Any rice-based product’s quality is determined by the physico-chemical characteristics and particle size distribution of the rice flour. Singh and Prasad³ These properties are inherently dependent on the soaking and grinding parameters followed during the processing of the final product. Ogunnigbo et aI.⁴ In case of soaking, the rice flour quality is influenced by both soaking time and temperature. The moisture content of rice after soaking appears to be a significant factor in loosening and softening the structure of rice kernels, resulting in the formation of small particle flours with minimal starch degradation. Chiang and Yeh⁵ Grinding is an important size reduction process used to produce fine rice flour used in Zhero production. Grinding time is the key factor which determines the particle size of the rice flour used in Zhero. Singh and Prasad.³

Physico-chemical parameters of granular solids/powder influence its flow behaviour and storage. Rice flour properties such as bulk density, kernel density and porosity affect its handling characteristics. Bian et al.⁶ The flowability of rice flour after grinding is significantly influenced by its moisture level. Tran et al.⁷ The change in particle size distribution of grain flours affects the quality of their products. When rice flour is used to make rice foods, each product requires a different particle size distribution. Flour that is ground too finely can lead to transportation issues during manufacturing, whereas excessively large particles can give the final product an undesirably coarse texture. Generally, finer particles exhibit higher swelling power, forming a more rigid gel structure and providing greater stability compared to coarser particles. Qian and Zhang⁸ The particle size distribution of rice flour also plays a key role in determining its flowability. Jan et al.⁹ Investigating the combined effects of soaking and grinding on rice flour quality for Zhero batter production is a complex process that requires robust modelling approaches. Parrenin et al.¹⁰ Such approaches are essential for standardizing flour quality to enable consistent, large-scale commercial production of Zhero.

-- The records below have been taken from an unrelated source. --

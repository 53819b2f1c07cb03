//! Color palette and style constants for the reading companion TUI.

use ratatui::style::{Color, Style};

// ── Color palette ─────────────────────────────────────────────────────────────

pub const C_ACCENT: Color = Color::Rgb(120, 190, 140);
pub const C_PLAYING: Color = Color::Rgb(80, 200, 120);
pub const C_CONNECTING: Color = Color::Rgb(255, 184, 80);
pub const C_ERROR: Color = Color::Rgb(255, 80, 80);
pub const C_MUTED: Color = Color::Rgb(72, 80, 72);
pub const C_SECONDARY: Color = Color::Rgb(115, 130, 118);
pub const C_PRIMARY: Color = Color::Rgb(212, 218, 210);
pub const C_ARABIC: Color = Color::Rgb(235, 230, 200);
pub const C_SELECTION_BG: Color = Color::Rgb(26, 34, 28);
pub const C_PANEL_BORDER: Color = Color::Rgb(38, 48, 40);
pub const C_PANEL_BORDER_FOCUSED: Color = Color::Rgb(110, 190, 150);
pub const C_NUMBER_HINT: Color = Color::Rgb(88, 100, 90);
pub const C_FILTER_BG: Color = Color::Rgb(20, 26, 20);
pub const C_FILTER_FG: Color = Color::Rgb(255, 200, 80);
pub const C_FAVORITE: Color = Color::Rgb(255, 210, 50);
pub const C_TAFSIR: Color = Color::Rgb(150, 170, 220);
pub const C_TOAST_INFO: Color = Color::Rgb(80, 160, 220);
pub const C_TOAST_SUCCESS: Color = Color::Rgb(80, 200, 120);
pub const C_TOAST_WARNING: Color = Color::Rgb(255, 184, 80);
pub const C_TOAST_ERROR: Color = Color::Rgb(255, 95, 95);
pub const C_MODE_NORMAL: Color = Color::Rgb(115, 130, 118);
pub const C_MODE_FILTER: Color = Color::Rgb(255, 200, 80);

// ── Predefined styles ─────────────────────────────────────────────────────────

pub fn style_arabic() -> Style {
    Style::default().fg(C_ARABIC)
}

pub fn style_focused_border() -> Style {
    Style::default().fg(C_PANEL_BORDER_FOCUSED)
}

pub fn style_unfocused_border() -> Style {
    Style::default().fg(C_PANEL_BORDER)
}

pub fn style_muted() -> Style {
    Style::default().fg(C_MUTED)
}
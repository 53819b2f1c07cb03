use std::path::{Path, PathBuf};

use serde::{Deserialize, Serialize};

use super::platform;

pub const FONT_SIZE_MIN: u16 = 16;
pub const FONT_SIZE_MAX: u16 = 48;

/// User settings, persisted as a whole: the store never writes a partial
/// record, so a half-updated settings file cannot exist.
#[derive(Debug, Clone, Serialize, Deserialize)]
pub struct AppSettings {
    /// Verse display size, clamped to 16..=48.
    #[serde(default = "default_font_size")]
    pub font_size: u16,
    /// Audio edition identifier used for verse playback.
    #[serde(default = "default_reciter")]
    pub default_reciter: String,
    #[serde(default = "default_volume")]
    pub volume: f32,
}

impl Default for AppSettings {
    fn default() -> Self {
        Self {
            font_size: default_font_size(),
            default_reciter: default_reciter(),
            volume: default_volume(),
        }
    }
}

fn default_font_size() -> u16 {
    24
}

fn default_reciter() -> String {
    "ar.alafasy".to_string()
}

fn default_volume() -> f32 {
    0.5
}

impl AppSettings {
    /// Load from the default config path; missing or unreadable files yield
    /// the defaults (first run behaves identically to a wiped config).
    pub fn load() -> Self {
        Self::load_from(&Self::config_path())
    }

    pub fn load_from(path: &Path) -> Self {
        match std::fs::read_to_string(path) {
            Ok(content) => match toml::from_str::<Self>(&content) {
                Ok(mut settings) => {
                    settings.clamp();
                    settings
                }
                Err(e) => {
                    tracing::warn!("invalid settings file {}: {}", path.display(), e);
                    Self::default()
                }
            },
            Err(_) => Self::default(),
        }
    }

    pub fn save(&self) -> anyhow::Result<()> {
        self.save_to(&Self::config_path())
    }

    pub fn save_to(&self, path: &Path) -> anyhow::Result<()> {
        if let Some(parent) = path.parent() {
            std::fs::create_dir_all(parent)?;
        }
        let content = toml::to_string_pretty(self)?;
        std::fs::write(path, content)?;
        Ok(())
    }

    pub fn config_path() -> PathBuf {
        platform::config_dir().join("config.toml")
    }

    pub fn set_font_size(&mut self, size: u16) {
        self.font_size = size.clamp(FONT_SIZE_MIN, FONT_SIZE_MAX);
    }

    pub fn set_volume(&mut self, volume: f32) {
        self.volume = volume.clamp(0.0, 1.0);
    }

    fn clamp(&mut self) {
        self.font_size = self.font_size.clamp(FONT_SIZE_MIN, FONT_SIZE_MAX);
        self.volume = self.volume.clamp(0.0, 1.0);
    }
}

#[cfg(test)]
mod tests {
    use super::*;

    #[test]
    fn defaults() {
        let settings = AppSettings::default();
        assert_eq!(settings.font_size, 24);
        assert_eq!(settings.default_reciter, "ar.alafasy");
        assert_eq!(settings.volume, 0.5);
    }

    #[test]
    fn missing_file_yields_defaults() {
        let dir = tempfile::tempdir().unwrap();
        let settings = AppSettings::load_from(&dir.path().join("nope.toml"));
        assert_eq!(settings.font_size, 24);
    }

    #[test]
    fn roundtrip_and_clamp() {
        let dir = tempfile::tempdir().unwrap();
        let path = dir.path().join("config.toml");
        let mut settings = AppSettings::default();
        settings.set_font_size(200); // clamped to max
        settings.default_reciter = "ar.husary".to_string();
        settings.save_to(&path).unwrap();

        let loaded = AppSettings::load_from(&path);
        assert_eq!(loaded.font_size, FONT_SIZE_MAX);
        assert_eq!(loaded.default_reciter, "ar.husary");
    }

    #[test]
    fn corrupt_file_yields_defaults() {
        let dir = tempfile::tempdir().unwrap();
        let path = dir.path().join("config.toml");
        std::fs::write(&path, "font_size = \"not a number").unwrap();
        let settings = AppSettings::load_from(&path);
        assert_eq!(settings.default_reciter, "ar.alafasy");
    }
}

Artificial neural network (ANN) offers significant learning ability and promise for determining and modeling the complicated non-linear relationship between multiple variables of a system. ANN can be regarded as a powerful tool for predictive modelling of responses arising from complex nonlinear behaviour of independent variables of a process. The multi-objective genetic algorithm (MOGA) is a search-based optimization method that optimizes multiple conflicting goals simultaneously under specific circumstances. Sadhu et al.¹¹ By employing a fitness function-based probabilistic frequentative global search method, this decision-making tool simulates biological evolution into a global optimum solution. Belna et al.¹² Any complicated process model can be predicted and optimized with the help of ANN and GA. Rajendra et al.¹³ There are numerous uses of ANN and GA, including drying, Kalathingal et al.¹⁴ plant processing, Kumar et al.,¹⁵ Jaddu et al.,¹⁶ Yang et al.¹⁷ and process optimization for developing products. Sadhu et al.¹¹

As per the literature survey, no research has been conducted on the standardization of traditional process, mechanization and quality of Zhero till date. Hence, proper study is required not just to validate its historical roots and conserve its culture, but also to enhance and standardise its technology for possible commercialization. In view of these research gaps, the adequate research is essential in addition to authenticate its originality and conserve its culture, but also to refine and standardise its technology for potential commercialization. The purpose of this study was to characterize the rice flour used in Zhero preparation and to optimize the soaking and grinding parameters using ANN-MOGA approach.

Materials and Methods

Material and rice flour preparation

Local variety of rice (LS1) of Sikkim was used from the local markets of Ranipool. India. Rice was soaked in water at different temperature (15 ℃ -25 ℃) and for different soaking time (4 to 8 h). The soaked rice was drained and shade dried for about 1.5-2 h based on preliminary trials to reduce the surface moisture. The dried rice was then ground for 1-2 mins at low speed (20875 rpm) using a kitchen grinder (Phillips HL7757,750 W, Netherland). The ground rice flour was stored in LDPE pouches till further analysis. The ground rice flour was analysed for various physical properties. Rice flour used for zhero preparation at villages was also collected and analysed for comparison. This was treated as the control sample.

Analysis of rice flour

The prepared rice flour and control flour were analysed for moisture content, particle size, angle of repose, bulk density, tapped density and flowability using following methods. All measurements were done in triplicate. 

Moisture content

Moisture content of rice flour was measured as per the method described by Düsenberg et al.¹⁸ using moisture analyser (HC103, Mettler Toledo, UK) at 105 ℃.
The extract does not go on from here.